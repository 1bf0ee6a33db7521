//! Dynamic library loading and symbol resolution
//!
//! Libraries are opened once through `libloading` and kept for the rest of
//! the process; unloading a library that still has live trampolines or
//! wrappers pointing into it is never safe. Static libraries are tables of
//! in-process `extern "C"` functions that shadow dynamic loading.

use crate::config::EngineConfig;
use crate::errors::{EngineError, Result};
use crate::logging::log_library_loaded;
use dashmap::DashMap;
use libloading::Library;
use once_cell::sync::Lazy;
use std::collections::HashMap;
use std::os::raw::c_void;
use std::path::Path;
use std::sync::Arc;

static LOADED: Lazy<DashMap<String, Arc<Library>>> = Lazy::new(DashMap::new);
static SYMBOLS: Lazy<DashMap<(String, String), usize>> = Lazy::new(DashMap::new);
static STATIC_LIBRARIES: Lazy<DashMap<String, Arc<StaticLibrary>>> = Lazy::new(DashMap::new);

#[cfg(target_os = "macos")]
const EXTENSIONS: &[&str] = &[".dylib", ".so"];
#[cfg(target_os = "windows")]
const EXTENSIONS: &[&str] = &[".dll"];
#[cfg(not(any(target_os = "macos", target_os = "windows")))]
const EXTENSIONS: &[&str] = &[".so"];

/// Table of in-process native functions registered under a library name
#[derive(Debug, Default, Clone)]
pub struct StaticLibrary {
    symbols: HashMap<String, usize>,
}

impl StaticLibrary {
    pub fn new() -> Self {
        Self::default()
    }

    /// Add a function; `address` is an `extern "C" fn` cast to a pointer
    pub fn symbol(mut self, name: &str, address: *const c_void) -> Self {
        self.symbols.insert(name.to_string(), address as usize);
        self
    }

    pub fn get(&self, name: &str) -> Option<usize> {
        self.symbols.get(name).copied()
    }

    pub fn len(&self) -> usize {
        self.symbols.len()
    }

    pub fn is_empty(&self) -> bool {
        self.symbols.is_empty()
    }
}

/// Register (or replace) a static library
pub fn register_static_library(name: &str, library: StaticLibrary) {
    tracing::debug!(
        target: "nativebridge::library",
        name,
        symbols = library.len(),
        "static library registered"
    );
    STATIC_LIBRARIES.insert(name.to_string(), Arc::new(library));
}

/// Number of dynamic libraries opened so far
pub fn libraries_loaded() -> usize {
    LOADED.len()
}

/// Open `name` (after alias resolution), reusing a previous load
pub fn load_library(config: &EngineConfig, name: &str) -> Result<Arc<Library>> {
    let resolved = config.resolve_alias(name);
    if let Some(library) = LOADED.get(resolved) {
        return Ok(Arc::clone(library.value()));
    }

    let mut last_error = None;
    for candidate in candidates(config, resolved) {
        // SAFETY: running library initializers is inherent to dynamic loading
        match unsafe { Library::new(&candidate) } {
            Ok(library) => {
                log_library_loaded(name, &candidate);
                let library = Arc::new(library);
                let entry = LOADED
                    .entry(resolved.to_string())
                    .or_insert_with(|| Arc::clone(&library));
                return Ok(Arc::clone(entry.value()));
            }
            Err(e) => last_error = Some(e.to_string()),
        }
    }

    Err(EngineError::LibraryLoad {
        library: name.to_string(),
        reason: last_error.unwrap_or_else(|| "no candidate paths".to_string()),
    })
}

/// File names tried for a library, in order
fn candidates(config: &EngineConfig, name: &str) -> Vec<String> {
    let mut names = vec![name.to_string()];
    let has_extension = EXTENSIONS.iter().any(|ext| name.contains(ext));
    if !has_extension {
        names.extend(EXTENSIONS.iter().map(|ext| format!("{}{}", name, ext)));
    }

    if !Path::new(name).is_absolute() {
        let bare = names.clone();
        for dir in &config.libraries.search_paths {
            for file in &bare {
                names.push(Path::new(dir).join(file).to_string_lossy().into_owned());
            }
        }
    }
    names
}

/// Resolve a function address in `library`
pub fn resolve_symbol(config: &EngineConfig, library: &str, symbol: &str) -> Result<usize> {
    let resolved = config.resolve_alias(library);
    if let Some(table) = STATIC_LIBRARIES
        .get(library)
        .or_else(|| STATIC_LIBRARIES.get(resolved))
    {
        return table.get(symbol).ok_or_else(|| {
            EngineError::symbol(library, symbol, "not present in static library")
        });
    }

    let key = (resolved.to_string(), symbol.to_string());
    if let Some(address) = SYMBOLS.get(&key) {
        return Ok(*address);
    }

    let handle = load_library(config, library).map_err(|e| match e {
        EngineError::LibraryLoad { reason, .. } => EngineError::symbol(library, symbol, reason),
        other => other,
    })?;

    // SAFETY: the symbol is only ever used as an opaque code address
    let address = unsafe {
        handle
            .get::<unsafe extern "C" fn()>(symbol.as_bytes())
            .map(|f| *f as usize)
            .map_err(|e| EngineError::symbol(library, symbol, e.to_string()))?
    };

    if address == 0 {
        return Err(EngineError::symbol(library, symbol, "resolved to NULL"));
    }
    SYMBOLS.insert(key, address);
    Ok(address)
}

/// Resolve a function that may legitimately be absent
pub fn lookup_symbol(config: &EngineConfig, library: &str, symbol: &str) -> Option<usize> {
    resolve_symbol(config, library, symbol).ok()
}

## Action item
When a line of the material holds the string "const", copy that line.

## Answer to the problem
const EXTENSIONS: &[&str] = &[".dylib", ".so"];
const EXTENSIONS: &[&str] = &[".dll"];
const EXTENSIONS: &[&str] = &[".so"];
    pub fn symbol(mut self, name: &str, address: *const c_void) -> Self {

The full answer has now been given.